Nigeria, Boko Akaram dietro un altro attentato
A Suleja, non lontano dalla capitale Abuja, è esplosa un'altra delle bombe che da mesi assediano alcune regioni della Nigeria. L'attentato ancora non è stato rivendicato, ma le circostanze fanno pensare a un attacco contro la minoranza cristiana, e quindi a supporre la mano di Boko Haram.
La setta islamica ha infatti palesato l'intenzione di dividere cristiani da musulmani in un paese dove, se pur con concentrazioni diverse a seconda degli stati, le due realtà convivono. La regione è a prevalenza mussulmana e la presenza di diverse comunità appartenenti ad altre confessioni religiose, è malvista dalla setta, che vuole ad ogni costo cancellarne la presenza.
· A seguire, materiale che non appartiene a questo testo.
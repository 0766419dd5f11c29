//! Two request handlers contending for one session.

use std::{sync::Arc, time::Duration};

use bytes::Bytes;
use session_kv_core::StoreConfig;
use session_kv_state::{
    ConnectionPool, ExclusiveRead, LockId, SessionStateStore, WriteOutcome,
    storage::{MemoryBackend, MemoryConnector},
};

async fn pooled_store() -> (ConnectionPool, SessionStateStore) {
    let config = StoreConfig::default().with_name("Checkout");
    let pool = ConnectionPool::start(config, Arc::new(MemoryConnector::new(MemoryBackend::new())));
    pool.wait_connected(Duration::from_secs(5)).await.unwrap();
    let store = SessionStateStore::from_pool(&pool);
    (pool, store)
}

#[tokio::test]
async fn two_callers_race_for_one_session() {
    let (_pool, store) = pooled_store().await;
    store
        .write_and_release("sess-1", None, Bytes::from_static(b"v0"), 20)
        .await
        .unwrap();

    let ExclusiveRead::Acquired { lock_id: winner, data } =
        store.read_exclusive("sess-1").await.unwrap()
    else {
        panic!("caller A should acquire");
    };
    assert_eq!(data.unwrap().payload, Bytes::from_static(b"v0"));

    let ExclusiveRead::Locked { lock_id, age } = store.read_exclusive("sess-1").await.unwrap()
    else {
        panic!("caller B should see the lock");
    };
    assert_eq!(lock_id, winner);
    assert!(age < Duration::from_secs(60));

    let outcome = store
        .write_and_release("sess-1", Some(LockId::generate()), Bytes::from_static(b"from B"), 20)
        .await
        .unwrap();
    assert_eq!(outcome, WriteOutcome::Discarded);
    assert_eq!(
        store.read("sess-1").await.unwrap().unwrap().payload,
        Bytes::from_static(b"v0")
    );

    let outcome = store
        .write_and_release("sess-1", Some(winner), Bytes::from_static(b"from A"), 20)
        .await
        .unwrap();
    assert_eq!(outcome, WriteOutcome::WrittenAndReleased);
    assert_eq!(
        store.read("sess-1").await.unwrap().unwrap().payload,
        Bytes::from_static(b"from A")
    );
    assert!(store.locks().holder("sess-1").await.unwrap().is_none());
}

#[tokio::test(flavor = "multi_thread", worker_threads = 4)]
async fn many_handlers_one_winner() {
    let (_pool, store) = pooled_store().await;

    let handles: Vec<_> = (0..32)
        .map(|_| {
            let store = store.clone();
            tokio::spawn(async move { store.read_exclusive("sess-hot").await.unwrap() })
        })
        .collect();

    let mut acquired = Vec::new();
    let mut locked = Vec::new();
    for handle in handles {
        match handle.await.unwrap() {
            ExclusiveRead::Acquired { lock_id, .. } => acquired.push(lock_id),
            ExclusiveRead::Locked { lock_id, .. } => locked.push(lock_id),
        }
    }
    assert_eq!(acquired.len(), 1);
    assert!(locked.iter().all(|id| *id == acquired[0]));
}

#[tokio::test]
async fn survives_reconnect() {
    let backend = MemoryBackend::new();
    let connector = Arc::new(MemoryConnector::new(Arc::clone(&backend)));
    let config = StoreConfig {
        reconnect_backoff_ms: 5,
        ..StoreConfig::default()
    };
    let pool = ConnectionPool::start(config, connector.clone());
    pool.wait_connected(Duration::from_secs(5)).await.unwrap();
    let store = SessionStateStore::from_pool(&pool);

    store
        .write_and_release("sess-1", None, Bytes::from_static(b"kept"), 20)
        .await
        .unwrap();
    pool.client().close().await;

    tokio::time::timeout(Duration::from_secs(5), async {
        while connector.connect_count() < 2 {
            tokio::time::sleep(Duration::from_millis(5)).await;
        }
    })
    .await
    .unwrap();
    pool.wait_connected(Duration::from_secs(5)).await.unwrap();

    assert_eq!(
        store.read("sess-1").await.unwrap().unwrap().payload,
        Bytes::from_static(b"kept")
    );
}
Iniziano a sorgere sospetti che a fornire armi e addestramento all’organizzazione di Boko Haram ci sia la Somalia e l’Iran, con l'obiettivo di impossessarsi delle risorse economiche e delle materie prime del Paese. La Nigeria è il decimo produttore di petrolio al mondo anche se, per il deficit tecnologico, è costretta ad effettuare l’operazione di raffinaggio all’estero.